Your task> Your task is to copy the lines of the data below from the line holding "let recorder = Arc::new(MemoryRecorder::default());" through the line holding "pub fn reset(&mut", inclusive, exactly and with nothing added.

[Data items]
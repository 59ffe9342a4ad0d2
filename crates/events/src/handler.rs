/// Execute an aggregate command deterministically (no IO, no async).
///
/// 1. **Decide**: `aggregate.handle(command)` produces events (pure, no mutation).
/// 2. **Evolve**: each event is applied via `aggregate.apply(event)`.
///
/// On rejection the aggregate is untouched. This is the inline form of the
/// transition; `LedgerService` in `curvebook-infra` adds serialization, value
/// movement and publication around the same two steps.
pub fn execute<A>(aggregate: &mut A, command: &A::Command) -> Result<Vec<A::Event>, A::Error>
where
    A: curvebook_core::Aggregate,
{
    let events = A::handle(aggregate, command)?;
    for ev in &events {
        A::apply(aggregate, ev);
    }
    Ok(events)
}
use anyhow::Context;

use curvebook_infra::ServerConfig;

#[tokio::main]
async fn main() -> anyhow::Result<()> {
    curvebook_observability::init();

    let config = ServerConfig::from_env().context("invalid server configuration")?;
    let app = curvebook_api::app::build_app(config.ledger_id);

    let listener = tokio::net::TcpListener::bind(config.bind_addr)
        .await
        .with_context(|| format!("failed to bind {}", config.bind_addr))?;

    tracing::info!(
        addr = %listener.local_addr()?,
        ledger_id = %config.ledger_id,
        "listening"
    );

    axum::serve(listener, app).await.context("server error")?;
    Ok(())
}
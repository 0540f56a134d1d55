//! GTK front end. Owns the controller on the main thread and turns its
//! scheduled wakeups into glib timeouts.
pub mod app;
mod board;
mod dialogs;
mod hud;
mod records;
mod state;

* * *

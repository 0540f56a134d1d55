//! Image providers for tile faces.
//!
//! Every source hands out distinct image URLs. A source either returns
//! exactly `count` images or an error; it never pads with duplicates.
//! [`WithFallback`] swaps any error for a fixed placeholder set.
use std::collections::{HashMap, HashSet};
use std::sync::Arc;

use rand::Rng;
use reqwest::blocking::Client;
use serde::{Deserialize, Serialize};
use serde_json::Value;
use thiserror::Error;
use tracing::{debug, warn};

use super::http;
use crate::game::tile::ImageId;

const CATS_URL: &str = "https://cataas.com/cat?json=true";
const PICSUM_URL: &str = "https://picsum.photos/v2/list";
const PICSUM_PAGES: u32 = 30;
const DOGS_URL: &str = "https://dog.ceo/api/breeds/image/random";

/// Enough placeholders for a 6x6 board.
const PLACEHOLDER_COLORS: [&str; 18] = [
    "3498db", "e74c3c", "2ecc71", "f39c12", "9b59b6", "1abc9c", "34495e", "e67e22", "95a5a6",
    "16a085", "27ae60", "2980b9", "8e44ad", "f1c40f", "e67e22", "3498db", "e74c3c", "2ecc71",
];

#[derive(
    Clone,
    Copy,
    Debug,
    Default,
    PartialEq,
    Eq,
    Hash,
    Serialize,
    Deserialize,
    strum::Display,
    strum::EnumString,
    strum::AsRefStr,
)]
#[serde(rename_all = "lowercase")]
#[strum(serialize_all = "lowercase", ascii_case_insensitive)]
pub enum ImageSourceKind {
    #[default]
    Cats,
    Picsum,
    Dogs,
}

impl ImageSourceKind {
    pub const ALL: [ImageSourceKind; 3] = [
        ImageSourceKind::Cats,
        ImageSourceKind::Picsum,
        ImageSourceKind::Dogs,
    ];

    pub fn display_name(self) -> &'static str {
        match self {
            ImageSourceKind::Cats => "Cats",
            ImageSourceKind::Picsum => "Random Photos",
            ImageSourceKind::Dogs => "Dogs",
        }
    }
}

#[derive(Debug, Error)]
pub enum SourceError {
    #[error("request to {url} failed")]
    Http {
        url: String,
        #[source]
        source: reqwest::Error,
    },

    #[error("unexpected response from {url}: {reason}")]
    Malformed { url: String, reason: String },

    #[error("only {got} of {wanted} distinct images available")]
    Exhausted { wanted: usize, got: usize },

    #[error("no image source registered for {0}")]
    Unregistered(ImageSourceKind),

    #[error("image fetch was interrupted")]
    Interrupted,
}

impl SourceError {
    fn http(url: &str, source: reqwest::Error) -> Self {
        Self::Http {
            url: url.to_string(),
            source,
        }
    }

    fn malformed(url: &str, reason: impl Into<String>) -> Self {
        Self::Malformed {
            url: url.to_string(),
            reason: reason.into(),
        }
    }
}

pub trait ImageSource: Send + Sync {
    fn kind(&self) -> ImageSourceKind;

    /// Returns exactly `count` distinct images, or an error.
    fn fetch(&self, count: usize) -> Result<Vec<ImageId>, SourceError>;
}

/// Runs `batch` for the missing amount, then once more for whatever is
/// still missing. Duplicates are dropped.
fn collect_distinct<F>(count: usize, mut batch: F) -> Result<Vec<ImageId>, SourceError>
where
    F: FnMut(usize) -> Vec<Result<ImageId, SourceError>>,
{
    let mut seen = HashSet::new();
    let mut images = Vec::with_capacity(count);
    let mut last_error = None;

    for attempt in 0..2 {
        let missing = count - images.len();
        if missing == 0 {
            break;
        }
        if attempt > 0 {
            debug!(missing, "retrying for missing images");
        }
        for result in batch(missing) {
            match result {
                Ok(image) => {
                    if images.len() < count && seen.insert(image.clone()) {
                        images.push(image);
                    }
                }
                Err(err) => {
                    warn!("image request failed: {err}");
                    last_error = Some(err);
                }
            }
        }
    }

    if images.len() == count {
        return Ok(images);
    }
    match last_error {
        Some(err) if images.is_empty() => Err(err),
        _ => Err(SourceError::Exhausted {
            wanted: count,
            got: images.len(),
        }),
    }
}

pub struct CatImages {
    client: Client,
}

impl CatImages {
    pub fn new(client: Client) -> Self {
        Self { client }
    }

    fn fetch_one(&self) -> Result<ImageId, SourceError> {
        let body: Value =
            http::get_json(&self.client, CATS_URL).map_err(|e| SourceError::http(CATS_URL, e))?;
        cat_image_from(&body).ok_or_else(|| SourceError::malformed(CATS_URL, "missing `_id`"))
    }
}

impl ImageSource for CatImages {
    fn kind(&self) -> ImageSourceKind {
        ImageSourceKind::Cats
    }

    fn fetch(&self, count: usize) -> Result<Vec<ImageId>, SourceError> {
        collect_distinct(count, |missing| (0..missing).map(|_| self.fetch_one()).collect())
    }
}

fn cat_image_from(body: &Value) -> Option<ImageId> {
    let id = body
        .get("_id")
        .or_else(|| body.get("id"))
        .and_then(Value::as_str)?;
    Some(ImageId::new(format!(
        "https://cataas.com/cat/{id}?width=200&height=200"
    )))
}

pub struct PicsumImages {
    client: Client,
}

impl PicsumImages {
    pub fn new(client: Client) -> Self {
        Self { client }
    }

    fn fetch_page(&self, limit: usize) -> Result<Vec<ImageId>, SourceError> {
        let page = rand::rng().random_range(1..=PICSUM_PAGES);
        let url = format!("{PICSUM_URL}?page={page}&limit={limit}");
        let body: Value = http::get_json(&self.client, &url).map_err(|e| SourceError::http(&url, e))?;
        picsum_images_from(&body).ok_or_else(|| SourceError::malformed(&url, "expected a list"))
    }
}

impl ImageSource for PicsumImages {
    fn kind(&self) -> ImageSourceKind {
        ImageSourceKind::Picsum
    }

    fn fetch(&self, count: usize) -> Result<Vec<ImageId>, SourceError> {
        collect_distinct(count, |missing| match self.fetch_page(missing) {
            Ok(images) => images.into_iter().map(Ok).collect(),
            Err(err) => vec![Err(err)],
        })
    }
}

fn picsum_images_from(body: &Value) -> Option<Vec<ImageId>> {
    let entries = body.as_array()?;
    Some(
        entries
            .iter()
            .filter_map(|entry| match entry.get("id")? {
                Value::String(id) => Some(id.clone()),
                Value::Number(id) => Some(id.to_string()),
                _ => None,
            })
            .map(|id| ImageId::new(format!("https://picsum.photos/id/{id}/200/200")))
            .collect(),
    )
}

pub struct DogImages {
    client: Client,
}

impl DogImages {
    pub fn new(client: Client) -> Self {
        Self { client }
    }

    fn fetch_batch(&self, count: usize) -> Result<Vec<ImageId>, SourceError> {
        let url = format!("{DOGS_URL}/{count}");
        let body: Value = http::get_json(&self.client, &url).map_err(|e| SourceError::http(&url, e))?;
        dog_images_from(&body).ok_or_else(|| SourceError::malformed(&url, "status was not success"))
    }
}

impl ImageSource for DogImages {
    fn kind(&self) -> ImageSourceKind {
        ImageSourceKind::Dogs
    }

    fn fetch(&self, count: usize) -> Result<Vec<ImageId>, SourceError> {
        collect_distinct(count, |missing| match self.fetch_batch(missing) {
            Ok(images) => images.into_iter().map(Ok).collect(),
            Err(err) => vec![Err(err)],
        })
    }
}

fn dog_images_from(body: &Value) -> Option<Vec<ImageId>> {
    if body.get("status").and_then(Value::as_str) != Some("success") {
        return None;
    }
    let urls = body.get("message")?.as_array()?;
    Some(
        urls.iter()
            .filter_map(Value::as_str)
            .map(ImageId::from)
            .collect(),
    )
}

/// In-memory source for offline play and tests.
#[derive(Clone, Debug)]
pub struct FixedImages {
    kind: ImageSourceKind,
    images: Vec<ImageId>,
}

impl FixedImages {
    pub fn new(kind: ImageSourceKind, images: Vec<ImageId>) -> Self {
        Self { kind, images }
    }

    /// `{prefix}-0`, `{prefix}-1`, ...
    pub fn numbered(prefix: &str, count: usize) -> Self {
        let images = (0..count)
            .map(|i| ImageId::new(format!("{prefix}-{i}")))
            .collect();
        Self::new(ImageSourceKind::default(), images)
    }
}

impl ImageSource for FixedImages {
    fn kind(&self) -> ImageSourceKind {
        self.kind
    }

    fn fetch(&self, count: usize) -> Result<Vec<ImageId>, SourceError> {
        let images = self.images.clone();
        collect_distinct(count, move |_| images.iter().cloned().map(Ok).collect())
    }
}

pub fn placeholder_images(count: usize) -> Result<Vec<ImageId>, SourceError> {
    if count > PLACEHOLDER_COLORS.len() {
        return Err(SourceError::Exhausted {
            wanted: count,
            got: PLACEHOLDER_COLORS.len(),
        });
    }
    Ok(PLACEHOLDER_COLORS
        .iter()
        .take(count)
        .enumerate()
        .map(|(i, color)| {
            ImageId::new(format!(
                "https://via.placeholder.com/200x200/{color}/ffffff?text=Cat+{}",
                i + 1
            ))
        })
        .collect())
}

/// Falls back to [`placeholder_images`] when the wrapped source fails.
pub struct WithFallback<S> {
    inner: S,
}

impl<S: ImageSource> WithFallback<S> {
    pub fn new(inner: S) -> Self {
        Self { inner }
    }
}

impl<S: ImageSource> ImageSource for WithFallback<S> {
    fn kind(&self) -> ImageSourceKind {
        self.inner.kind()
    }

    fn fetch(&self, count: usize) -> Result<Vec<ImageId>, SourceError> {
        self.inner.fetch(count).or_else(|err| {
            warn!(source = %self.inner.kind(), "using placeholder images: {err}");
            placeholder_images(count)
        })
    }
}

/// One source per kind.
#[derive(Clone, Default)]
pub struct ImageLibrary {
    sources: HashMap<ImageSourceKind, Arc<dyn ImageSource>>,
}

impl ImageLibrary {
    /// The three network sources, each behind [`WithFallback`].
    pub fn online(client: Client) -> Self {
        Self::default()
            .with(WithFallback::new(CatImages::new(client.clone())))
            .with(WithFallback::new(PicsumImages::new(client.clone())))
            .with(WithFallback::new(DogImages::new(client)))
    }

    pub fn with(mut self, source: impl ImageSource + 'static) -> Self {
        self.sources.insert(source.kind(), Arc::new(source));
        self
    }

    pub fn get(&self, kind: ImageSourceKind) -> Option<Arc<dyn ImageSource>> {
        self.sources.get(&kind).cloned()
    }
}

--

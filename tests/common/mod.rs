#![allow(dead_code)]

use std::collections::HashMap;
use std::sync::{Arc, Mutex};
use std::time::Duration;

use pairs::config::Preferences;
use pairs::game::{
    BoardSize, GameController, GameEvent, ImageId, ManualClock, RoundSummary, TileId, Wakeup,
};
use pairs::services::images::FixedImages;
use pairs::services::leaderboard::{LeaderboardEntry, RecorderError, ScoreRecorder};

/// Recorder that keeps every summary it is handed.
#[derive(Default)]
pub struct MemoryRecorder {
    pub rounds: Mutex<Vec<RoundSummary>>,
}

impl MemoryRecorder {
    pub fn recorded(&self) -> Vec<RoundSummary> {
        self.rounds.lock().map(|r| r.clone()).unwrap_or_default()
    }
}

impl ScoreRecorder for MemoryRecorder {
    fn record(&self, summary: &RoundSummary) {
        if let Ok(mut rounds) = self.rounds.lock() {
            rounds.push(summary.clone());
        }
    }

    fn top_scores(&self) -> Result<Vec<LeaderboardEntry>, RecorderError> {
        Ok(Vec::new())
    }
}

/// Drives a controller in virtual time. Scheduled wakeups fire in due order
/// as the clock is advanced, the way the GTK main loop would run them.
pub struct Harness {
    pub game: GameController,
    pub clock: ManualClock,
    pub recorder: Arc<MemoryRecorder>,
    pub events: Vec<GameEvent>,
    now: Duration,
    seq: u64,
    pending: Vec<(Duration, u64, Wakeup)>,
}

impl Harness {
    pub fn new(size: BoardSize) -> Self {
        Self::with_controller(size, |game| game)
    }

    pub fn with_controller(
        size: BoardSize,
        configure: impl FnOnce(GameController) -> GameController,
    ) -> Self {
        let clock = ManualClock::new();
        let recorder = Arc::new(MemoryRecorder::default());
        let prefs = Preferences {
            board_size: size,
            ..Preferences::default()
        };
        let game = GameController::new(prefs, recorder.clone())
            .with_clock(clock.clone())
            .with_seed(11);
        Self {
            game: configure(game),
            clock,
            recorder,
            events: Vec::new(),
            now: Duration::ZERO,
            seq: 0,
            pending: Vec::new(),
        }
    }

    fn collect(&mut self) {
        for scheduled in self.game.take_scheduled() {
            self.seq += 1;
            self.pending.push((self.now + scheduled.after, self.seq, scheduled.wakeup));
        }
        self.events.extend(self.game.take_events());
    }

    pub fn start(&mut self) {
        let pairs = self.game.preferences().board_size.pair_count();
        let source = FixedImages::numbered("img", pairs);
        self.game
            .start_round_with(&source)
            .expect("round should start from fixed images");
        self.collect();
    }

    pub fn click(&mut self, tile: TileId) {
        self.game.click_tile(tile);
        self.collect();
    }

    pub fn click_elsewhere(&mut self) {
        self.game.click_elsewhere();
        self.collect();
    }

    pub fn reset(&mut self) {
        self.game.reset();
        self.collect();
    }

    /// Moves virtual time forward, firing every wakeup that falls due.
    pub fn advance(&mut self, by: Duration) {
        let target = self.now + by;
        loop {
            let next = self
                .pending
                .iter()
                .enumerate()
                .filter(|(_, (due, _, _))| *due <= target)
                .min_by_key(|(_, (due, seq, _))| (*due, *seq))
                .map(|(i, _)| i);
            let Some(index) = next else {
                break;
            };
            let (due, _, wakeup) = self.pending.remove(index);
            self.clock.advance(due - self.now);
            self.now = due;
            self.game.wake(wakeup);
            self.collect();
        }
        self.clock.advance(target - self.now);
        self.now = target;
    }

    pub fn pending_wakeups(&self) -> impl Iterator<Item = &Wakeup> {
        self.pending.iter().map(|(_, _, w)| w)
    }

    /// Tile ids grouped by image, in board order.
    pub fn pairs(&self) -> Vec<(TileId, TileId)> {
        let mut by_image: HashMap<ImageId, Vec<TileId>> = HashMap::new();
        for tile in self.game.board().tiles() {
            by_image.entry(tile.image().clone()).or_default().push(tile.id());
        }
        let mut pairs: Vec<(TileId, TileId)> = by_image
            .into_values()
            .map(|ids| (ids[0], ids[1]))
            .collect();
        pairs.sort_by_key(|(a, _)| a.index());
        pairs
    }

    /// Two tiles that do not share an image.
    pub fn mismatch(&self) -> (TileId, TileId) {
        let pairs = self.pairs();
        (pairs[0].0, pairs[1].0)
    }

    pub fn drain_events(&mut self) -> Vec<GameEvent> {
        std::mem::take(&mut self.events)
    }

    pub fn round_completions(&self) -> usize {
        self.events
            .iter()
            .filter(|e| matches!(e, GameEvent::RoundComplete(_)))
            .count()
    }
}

Task answer>
        let recorder = Arc::new(MemoryRecorder::default());
        let prefs = Preferences {
            board_size: size,
            ..Preferences::default()
        };
        let game = GameController::new(prefs, recorder.clone())
            .with_clock(clock.clone())
            .with_seed(11);
        Self {
            game: configure(game),
            clock,
            recorder,
            events: Vec::new(),
            now: Duration::ZERO,
            seq: 0,
            pending: Vec::new(),
        }
    }

    fn collect(&mut self) {
        for scheduled in self.game.take_scheduled() {
            self.seq += 1;
            self.pending.push((self.now + scheduled.after, self.seq, scheduled.wakeup));
        }
        self.events.extend(self.game.take_events());
    }

    pub fn start(&mut self) {
        let pairs = self.game.preferences().board_size.pair_count();
        let source = FixedImages::numbered("img", pairs);
        self.game
            .start_round_with(&source)
            .expect("round should start from fixed images");
        self.collect();
    }

    pub fn click(&mut self, tile: TileId) {
        self.game.click_tile(tile);
        self.collect();
    }

    pub fn click_elsewhere(&mut self) {
        self.game.click_elsewhere();
        self.collect();
    }

    pub fn reset(&mut self) {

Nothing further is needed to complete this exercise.